Наконец принцесса сжала кулаки и решительно пошла вперед. Сын и мать не заметили ее, продолжив разговор. Омарейл же наконец избавилась от преследовавшего в последнее время чувства вины. Ей вновь показалось, что Сова сумела выйти сухой из воды и наказание ее было слишком легким. Однако принцесса надеялась, что, оказавшись в одиночестве, госпожа Дольвейн все же пересмотрит свои взгляды. Возможно, оторванная от семьи, она хотя бы приблизительно поймет, как жилось принцессе все эти годы.
Тяжелые серые тучи нависли над Успадом, будто кто-то размазал по белому листу черную акварель. Но привыкший к капризам погоды Вереск, несмотря на мрачное небо, ощущал легкость. Он улыбался, глядя на новую фотографию принцессы Омарейл в свежей газете. Та впервые выехала в город, ее запечатлели в момент, когда она приветливо махала работникам швейной фабрики. Без яркого макияжа, в сдержанном наряде и с простой прической, принцесса выглядела совсем не как на торжественном снимке с Явления.
В правой руке молодой человек сжимал подарок, который недавно привез ему дядя из столицы, – небольшой букет из засушенного вереска был перевязан шелковой лентой с вышивкой в виде солнца – символа королевской семьи – и двух букв, «О» и «Д». Именная лента принцессы Омарейл.
Юноша неверяще покачал головой, продолжая вглядываться в столь знакомое лицо на снимке. На душе его было хорошо.
А чуть севернее, на Замковой улице, в тени пожелтевших деревьев утопал Рябиновый коттедж. В последние дни в нем стало холодно и влажно, и слуги начали топить огромную печь, согревающую сразу четыре комнаты.
Совалия Дольвейн сидела у окна и скучающе примеряла новый браслет, когда испытала знакомое ощущение: будто кто-то коснулся ее души. Внутри нее все задрожало от гнева и обиды.
– Ты победил, Эддарион, – зло выплюнула она, зная, что мужчина не мог слышать ее, но мог почувствовать эмоции. – Доволен?
Желудок Совалии нервно сжался: она давно знала, что придется признать свое поражение, но делать этого все равно не хотела. Не хотела и чтобы Эддарион ощутил ее истинные чувства: горечь и страх одиночества. Она могла демонстрировать силу и независимость перед другими, но скрывать эмоции от Мраморного человека не умела, отчего казалась себе слишком уязвимой.
Она представляла его полное злорадного превосходства лицо, когда вдруг он позволил себе – впервые за все эти годы – передать ей свои чувства. Забота и сострадание полоснули душу Совы. Она не сдержалась и с надрывом простонала, надеясь, что слуги не услышали или не поняли.
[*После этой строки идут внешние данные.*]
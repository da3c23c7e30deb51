/// Timeout-Enforcing Task Manager
///
/// **Core Responsibility:**
/// Run independent units of work (one per test case) concurrently, each
/// under its own deadline, and return one result per unit in input order.
///
/// **Critical Properties:**
/// - Concurrency bounded by `max_concurrency`
/// - A unit's deadline starts when the unit starts, not when it is queued
///   or while it waits on its admission semaphore
/// - On expiry the unit's future is dropped; units that own processes kill
///   their process group on drop, so termination never relies on the unit
///   cooperating
/// - A timed-out unit never disturbs results already collected for others
/// - The total batch deadline is independent of per-unit deadlines
/// - Every slot is filled exactly once: late completions are ignored

use futures_util::FutureExt;
use std::future::Future;
use std::panic::AssertUnwindSafe;
use std::sync::atomic::{AtomicBool, Ordering};
use std::sync::Arc;
use std::time::Duration;
use tokio::sync::Semaphore;
use tokio::task::JoinSet;
use tokio::time::Instant;
use tracing::{debug, warn};

/// Why a unit has no result of its own.
#[derive(Debug, Clone, Copy, PartialEq, Eq)]
pub enum TimeoutKind {
    /// The unit ran past its own deadline.
    Unit,
    /// The batch deadline expired first. `started` tells whether the unit
    /// had begun running.
    Batch { started: bool },
}

/// One unit of work with its deadline.
pub struct Unit<F> {
    pub deadline: Duration,
    pub work: F,
    /// Shared limit the unit must get a permit from before it starts.
    pub admission: Option<Arc<Semaphore>>,
}

impl<F> Unit<F> {
    pub fn new(deadline: Duration, work: F) -> Self {
        Self {
            deadline,
            work,
            admission: None,
        }
    }

    /// Hold a permit from `admission` for the whole run. Waiting for it
    /// does not count against the deadline.
    pub fn admitted_by(mut self, admission: Arc<Semaphore>) -> Self {
        self.admission = Some(admission);
        self
    }
}

enum UnitOutcome<T> {
    Done(T),
    TimedOut,
    Panicked(String),
}

#[derive(Debug, Clone)]
pub struct TaskManager {
    max_concurrency: usize,
    total_timeout: Option<Duration>,
}

impl TaskManager {
    pub fn new(max_concurrency: usize, total_timeout: Option<Duration>) -> Self {
        Self {
            max_concurrency: max_concurrency.max(1),
            total_timeout,
        }
    }

    /// Run all `units`, returning their results in input order.
    ///
    /// ## Arguments
    /// * `on_timeout` - builds the result for a unit that ran out of time
    /// * `on_panic` - builds the result for a unit whose work panicked
    pub async fn run<T, F, OnTimeout, OnPanic>(
        &self,
        units: Vec<Unit<F>>,
        on_timeout: OnTimeout,
        on_panic: OnPanic,
    ) -> Vec<T>
    where
        T: Send + 'static,
        F: Future<Output = T> + Send + 'static,
        OnTimeout: Fn(usize, TimeoutKind) -> T,
        OnPanic: Fn(usize, String) -> T,
    {
        let total = units.len();
        let semaphore = Arc::new(Semaphore::new(self.max_concurrency));
        let started: Arc<Vec<AtomicBool>> =
            Arc::new((0..total).map(|_| AtomicBool::new(false)).collect());
        let mut slots: Vec<Option<T>> = (0..total).map(|_| None).collect();
        let mut set = JoinSet::new();

        for (index, unit) in units.into_iter().enumerate() {
            let semaphore = Arc::clone(&semaphore);
            let started = Arc::clone(&started);
            set.spawn(async move {
                let _permit = semaphore.acquire_owned().await;
                let _admitted = match unit.admission {
                    Some(admission) => admission.acquire_owned().await.ok(),
                    None => None,
                };
                started[index].store(true, Ordering::SeqCst);
                let work = AssertUnwindSafe(unit.work).catch_unwind();
                let outcome = match tokio::time::timeout(unit.deadline, work).await {
                    Ok(Ok(value)) => UnitOutcome::Done(value),
                    Ok(Err(panic)) => UnitOutcome::Panicked(panic_message(panic.as_ref())),
                    Err(_) => UnitOutcome::TimedOut,
                };
                (index, outcome)
            });
        }

        let batch_deadline = self.total_timeout.map(|timeout| Instant::now() + timeout);
        let mut batch_expired = false;

        loop {
            let joined = match batch_deadline {
                Some(deadline) => match tokio::time::timeout_at(deadline, set.join_next()).await {
                    Ok(joined) => joined,
                    Err(_) => {
                        batch_expired = true;
                        break;
                    }
                },
                None => set.join_next().await,
            };
            let Some(joined) = joined else { break };

            match joined {
                Ok((index, outcome)) => {
                    if slots[index].is_some() {
                        continue;
                    }
                    slots[index] = Some(match outcome {
                        UnitOutcome::Done(value) => value,
                        UnitOutcome::TimedOut => {
                            debug!(unit = index, "unit deadline expired");
                            on_timeout(index, TimeoutKind::Unit)
                        }
                        UnitOutcome::Panicked(message) => {
                            warn!(unit = index, panic = %message, "unit panicked");
                            on_panic(index, message)
                        }
                    });
                }
                Err(e) => warn!(error = %e, "unit task did not complete"),
            }
        }

        if batch_expired {
            warn!(
                pending = set.len(),
                "batch deadline expired, aborting remaining units"
            );
            set.abort_all();
            // Wait for the aborted futures to be dropped so their processes are gone.
            while set.join_next().await.is_some() {}
        }

        slots
            .into_iter()
            .enumerate()
            .map(|(index, slot)| {
                slot.unwrap_or_else(|| {
                    let started = started[index].load(Ordering::SeqCst);
                    on_timeout(index, TimeoutKind::Batch { started })
                })
            })
            .collect()
    }
}

fn panic_message(panic: &(dyn std::any::Any + Send)) -> String {
    if let Some(message) = panic.downcast_ref::<&str>() {
        message.to_string()
    } else if let Some(message) = panic.downcast_ref::<String>() {
        message.clone()
    } else {
        "unit panicked".to_string()
    }
}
Это было похоже на мысленные объятия, и лед треснул. Совалии показалось, что сердце ее закровоточило и она вскоре умрет. Отстегнув от груди брошь в виде жука-скарабея, она нажала на одну из лапок. Крылья с щелчком распахнулись, внутри обнаружились три маленьких черных локона. Она с любовью отложила в сторону первый, перевязанный коричневой лентой, второй, с изумрудной, и взяла в руки третий, перехваченный синим атласом. Мягкие младенческие волосы приятно щекотали чуть дрожащие пальцы.
В этот момент Совалия Дольвейн впервые за многие годы расплакалась.
Эпилог
Осенью Астрар пах по-особому. Опавшими листьями рядом с Парком Девяти, сырым известняком в старом центре, мокрым камнем и лошадьми на мощеных улочках, смесью специй и тыквы, кофе и горячей кукурузы там, где еще не убрали открытые террасы.
Это было пятое появление Омарейл в городе. Они с Нортом посетили детский сад – третий, построенный в столице, – и теперь ехали в закрытом экипаже обратно в Орделион. Их мирную беседу о том, как лучше было организовать распорядок дня для детей и как можно было оформить игровую площадку, прервало внезапное ржание лошадей. Экипаж дернулся, накренился, затем, встряхнув пассажиров, замер. Раздались хлопки. Норт стремительно рванул к Омарейл, чтобы заслонить ее собой, когда дверь повозки открылась. Принцесса не видела, кто напал на них, не видела оружия, которое направили на Норта, но всем существом ощутила холодный, липкий страх. Он уже был ей знаком – это был страх смерти.
– Опусти оружие, – услышала она стальной голос Даррита.
Мгновения тишины, затем началась возня, крики, еще один хлопок – теперь Омарейл поняла, что это был выстрел. Как она узнала позже – это преступник пальнул в небо во время борьбы с гвардейцами, пытавшимися скрутить его.